* The task
Copy exactly, and only, the lines from the line containing "kernel::init();" through the last line of the records below, both included.

Stored data entries:
###

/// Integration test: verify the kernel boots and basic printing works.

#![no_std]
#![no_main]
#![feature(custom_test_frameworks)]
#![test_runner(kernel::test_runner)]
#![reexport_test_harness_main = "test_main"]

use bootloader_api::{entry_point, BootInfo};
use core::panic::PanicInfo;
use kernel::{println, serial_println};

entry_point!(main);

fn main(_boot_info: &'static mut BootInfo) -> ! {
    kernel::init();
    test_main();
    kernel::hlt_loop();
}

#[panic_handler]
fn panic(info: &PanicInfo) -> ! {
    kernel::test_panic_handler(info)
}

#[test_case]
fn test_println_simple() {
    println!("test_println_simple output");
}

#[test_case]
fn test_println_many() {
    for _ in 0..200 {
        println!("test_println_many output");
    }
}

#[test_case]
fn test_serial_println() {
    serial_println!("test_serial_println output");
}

###

* Answer box
    kernel::init();
    test_main();
    kernel::hlt_loop();
}

#[panic_handler]
fn panic(info: &PanicInfo) -> ! {
    kernel::test_panic_handler(info)
}

#[test_case]
fn test_println_simple() {
    println!("test_println_simple output");
}

#[test_case]
fn test_println_many() {
    for _ in 0..200 {
        println!("test_println_many output");
    }
}

#[test_case]
fn test_serial_println() {
    serial_println!("test_serial_println output");
}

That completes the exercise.